We investigate the role of protease‐activated receptor 2 (PAR2) in heart pathology. PAR2 mRNA expression was analyzed by real‐time PCR in heart biopsies from patients with heart failure (HF). The role of PAR2 was investigated in mouse model of cardiac ischemia‐reperfusion (I/R) injury. Finally, we examined the effect of a cardiomyocyte‐specific overexpression of PAR2 in mice (TgPAR2). We found increased PAR2 mRNA levels in patients with ischemic HF (3.0±0.7fold) and idiopathic HF (4.3±0.6fold; P <.05 vs. controls).
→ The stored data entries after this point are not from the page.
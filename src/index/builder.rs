use rustc_hash::FxHashMap;
use serde::{Deserialize, Serialize};
use tracing::{debug, info};

use crate::core::error::ConfigurationError;
use crate::core::kmer::{KmerIter, MAX_WORD_LENGTH};
use crate::core::reference::ReferenceSet;
use crate::core::types::{MatchType, TagId};
use crate::index::store::{Bucket, KmerIndex};

/// Default k-mer length
pub const DEFAULT_WORD_LENGTH: usize = 16;

/// Default ceiling on how many times a word may occur before it is dropped
pub const DEFAULT_MAX_WORD_COPIES: usize = 1000;

/// Parameters for building a [`KmerIndex`]
#[derive(Debug, Clone, Copy, PartialEq, Eq, Serialize, Deserialize)]
pub struct IndexConfig {
    /// Length `k` of each indexed word
    pub word_length: usize,

    /// Words occurring more often than this across the reference set are
    /// dropped as uninformative
    pub max_word_copies: usize,

    pub match_type: MatchType,

    /// Also index the reverse complement of every word
    pub search_bidirectional: bool,
}

impl Default for IndexConfig {
    fn default() -> Self {
        Self {
            word_length: DEFAULT_WORD_LENGTH,
            max_word_copies: DEFAULT_MAX_WORD_COPIES,
            match_type: MatchType::default(),
            search_bidirectional: false,
        }
    }
}

impl IndexConfig {
    #[must_use]
    pub fn with_word_length(mut self, word_length: usize) -> Self {
        self.word_length = word_length;
        self
    }

    #[must_use]
    pub fn with_max_word_copies(mut self, max_word_copies: usize) -> Self {
        self.max_word_copies = max_word_copies;
        self
    }

    #[must_use]
    pub fn with_match_type(mut self, match_type: MatchType) -> Self {
        self.match_type = match_type;
        self
    }

    #[must_use]
    pub fn with_search_bidirectional(mut self, search_bidirectional: bool) -> Self {
        self.search_bidirectional = search_bidirectional;
        self
    }

    /// # Errors
    ///
    /// Returns `ConfigurationError` if the word length is outside
    /// `1..=MAX_WORD_LENGTH` or `max_word_copies` is zero.
    pub fn validate(&self) -> Result<(), ConfigurationError> {
        if !(1..=MAX_WORD_LENGTH).contains(&self.word_length) {
            return Err(ConfigurationError::InvalidWordLength(self.word_length));
        }
        if self.max_word_copies == 0 {
            return Err(ConfigurationError::InvalidMaxWordCopies(
                self.max_word_copies,
            ));
        }
        Ok(())
    }
}

/// Summary of a build, kept alongside the index
#[derive(Debug, Clone, Copy, Default, PartialEq, Eq, Serialize, Deserialize)]
pub struct IndexStats {
    /// Tags that contributed at least one window
    pub tags_indexed: usize,

    /// Tags shorter than the word length
    pub tags_too_short: usize,

    /// Distinct words kept in the index
    pub distinct_words: usize,

    /// Distinct words dropped for exceeding `max_word_copies`
    pub dropped_words: usize,

    /// Total tag ids stored across all buckets
    pub arena_len: usize,
}

impl KmerIndex {
    /// Build an index over every tag of `references`.
    ///
    /// Each tag of length `L >= k` contributes its `L - k + 1` windows (and
    /// their reverse complements when bidirectional). A word seen more than
    /// `max_word_copies` times is dropped; otherwise its bucket lists each
    /// tag id containing it once, in ascending id order.
    ///
    /// # Errors
    ///
    /// Returns `ConfigurationError` for an invalid config, an empty reference
    /// set, or more bucket entries than a `u32` offset can address.
    pub fn build(
        references: ReferenceSet,
        config: &IndexConfig,
    ) -> Result<Self, ConfigurationError> {
        config.validate()?;
        if references.is_empty() {
            return Err(ConfigurationError::EmptyReferenceSet);
        }

        let k = config.word_length;
        let mut stats = IndexStats::default();

        // One (key, id) pair per window occurrence
        let mut pairs: Vec<(u64, TagId)> = Vec::new();
        for (id, entry) in references.iter() {
            if entry.tag.len() < k {
                debug!(
                    "Tag '{}' ({} bp) is shorter than k={}, skipping",
                    entry.name,
                    entry.tag.len(),
                    k
                );
                stats.tags_too_short += 1;
                continue;
            }
            stats.tags_indexed += 1;

            for kmer in KmerIter::new(entry.tag.as_bytes(), k) {
                pairs.push((kmer.forward, id));
                if config.search_bidirectional {
                    pairs.push((kmer.reverse, id));
                }
            }
        }
        pairs.sort_unstable();

        let mut buckets: FxHashMap<u64, Bucket> = FxHashMap::default();
        let mut arena: Vec<TagId> = Vec::new();

        let mut start = 0;
        while start < pairs.len() {
            let key = pairs[start].0;
            let end = start
                + pairs[start..]
                    .iter()
                    .take_while(|(other, _)| *other == key)
                    .count();

            // Occurrences count every window, repeats within a tag included
            if end - start > config.max_word_copies {
                stats.dropped_words += 1;
            } else {
                let offset = arena.len();
                for &(_, id) in &pairs[start..end] {
                    if arena.len() == offset || arena.last() != Some(&id) {
                        arena.push(id);
                    }
                }
                let bucket = Bucket::new(offset, arena.len() - offset)
                    .ok_or(ConfigurationError::IndexCapacityExceeded(arena.len()))?;
                buckets.insert(key, bucket);
            }

            start = end;
        }

        arena.shrink_to_fit();
        stats.distinct_words = buckets.len();
        stats.arena_len = arena.len();

        info!(
            "Indexed {} tags (k={}, bidirectional={}): {} words kept, {} dropped, {} skipped as too short",
            stats.tags_indexed,
            k,
            config.search_bidirectional,
            stats.distinct_words,
            stats.dropped_words,
            stats.tags_too_short
        );

        Ok(Self {
            config: *config,
            references,
            buckets,
            arena,
            stats,
        })
    }
}

#[cfg(test)]
mod tests {
    use super::*;
    use crate::core::sequence::Tag;

    fn references(seqs: &[&str]) -> ReferenceSet {
        ReferenceSet::from_sequences(seqs.iter().copied()).unwrap()
    }

    #[test]
    fn test_default_config() {
        let config = IndexConfig::default();
        assert_eq!(config.word_length, 16);
        assert_eq!(config.max_word_copies, 1000);
        assert_eq!(config.match_type, MatchType::ModalKmer);
        assert!(!config.search_bidirectional);
    }

    #[test]
    fn test_invalid_word_length() {
        let refs = references(&["ACGTACGT"]);
        for k in [0, 33] {
            let config = IndexConfig::default().with_word_length(k);
            assert_eq!(
                KmerIndex::build(refs.clone(), &config).unwrap_err(),
                ConfigurationError::InvalidWordLength(k)
            );
        }
    }

    #[test]
    fn test_zero_max_word_copies() {
        let config = IndexConfig::default()
            .with_word_length(4)
            .with_max_word_copies(0);
        assert_eq!(
            KmerIndex::build(references(&["ACGTACGT"]), &config).unwrap_err(),
            ConfigurationError::InvalidMaxWordCopies(0)
        );
    }

    #[test]
    fn test_empty_reference_set() {
        let config = IndexConfig::default().with_word_length(4);
        assert_eq!(
            KmerIndex::build(ReferenceSet::new(), &config).unwrap_err(),
            ConfigurationError::EmptyReferenceSet
        );
    }

    #[test]
    fn test_buckets_hold_each_tag_once() {
        let config = IndexConfig::default().with_word_length(4);
        // ACGT occurs twice in the first tag
        let index = KmerIndex::build(references(&["ACGTACGT", "TTACGTTT"]), &config).unwrap();

        assert_eq!(index.lookup(b"ACGT"), &[TagId(0), TagId(1)]);
        assert_eq!(index.lookup(b"CGTA"), &[TagId(0)]);
        assert!(index.lookup(b"GGGG").is_empty());
    }

    #[test]
    fn test_ceiling_counts_occurrences() {
        let config = IndexConfig::default()
            .with_word_length(4)
            .with_max_word_copies(2);
        // AAAA: 3 windows in tag 0, 1 in tag 1
        let index = KmerIndex::build(references(&["AAAAAA", "CAAAAC"]), &config).unwrap();

        assert!(index.lookup(b"AAAA").is_empty());
        assert_eq!(index.lookup(b"CAAA"), &[TagId(1)]);
        assert_eq!(index.stats().dropped_words, 1);
    }

    #[test]
    fn test_short_tags_contribute_nothing() {
        let config = IndexConfig::default().with_word_length(6);
        let index = KmerIndex::build(references(&["ACG", "ACGTACGT"]), &config).unwrap();

        let stats = index.stats();
        assert_eq!(stats.tags_indexed, 1);
        assert_eq!(stats.tags_too_short, 1);
        assert_eq!(index.references().len(), 2);
        assert_eq!(index.lookup(b"ACGTAC"), &[TagId(1)]);
    }

    #[test]
    fn test_bidirectional_indexes_reverse_complement() {
        let refs = references(&["AACCGGTTA"]);
        let forward = KmerIndex::build(refs.clone(), &IndexConfig::default().with_word_length(5)).unwrap();
        let both = KmerIndex::build(
            refs,
            &IndexConfig::default()
                .with_word_length(5)
                .with_search_bidirectional(true),
        )
        .unwrap();

        // TAACC is the reverse complement of GGTTA
        assert!(forward.lookup(b"TAACC").is_empty());
        assert_eq!(both.lookup(b"TAACC"), &[TagId(0)]);
        assert_eq!(both.lookup(b"GGTTA"), &[TagId(0)]);
    }

    #[test]
    fn test_lookup_wrong_length_or_symbol() {
        let config = IndexConfig::default().with_word_length(4);
        let index = KmerIndex::build(references(&["ACGTACGT"]), &config).unwrap();
        assert!(index.lookup(b"ACG").is_empty());
        assert!(index.lookup(b"ACGTA").is_empty());
        assert!(index.lookup(b"ACNT").is_empty());
    }

    #[test]
    fn test_duplicate_tags_share_an_id() {
        let mut refs = ReferenceSet::new();
        refs.insert("a", Tag::new("ACGTACGT").unwrap());
        refs.insert("b", Tag::new("ACGTACGT").unwrap());
        let index = KmerIndex::build(refs, &IndexConfig::default().with_word_length(4)).unwrap();
        assert_eq!(index.lookup(b"GTAC"), &[TagId(0)]);
    }
}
These levels returned to baseline after implantation of a LVAD. Interestingly, the infarct size was reduced in the hearts of PAR2−/− mice (24.3±1.7% vs. 35.8±3.4%; P <.05 vs. WT) after 2 h of reperfusion. This injury reduction was associated with less expression of pro‐inflammatory genes. PAR2−/− were protected from I/R injury‐induced heart remodeling determined by ECHO (PAR2−/− vs. WT: LV diameter: 1.43±0.06mm vs. 1.78±0.09mm; fractional shortening (FS): 49.3±1.2% vs. 40.9±1.6%; P <.05). Finally, we observed that 1 year old TgPAR2 mice developed heart hypertrophy with increased HW/BW ratio. ECHO analysis revealed that TgPAR2 mice had reduced heart function (FS: 38.3±5.1% vs. 24.5±6.7%; WT vs. TgPAR2; P <.05). These results indicate that PAR2 in the injured heart enhances inflammation and infarct size that leads to hypertrophy and HF. This study was supported by the AHA and NIH.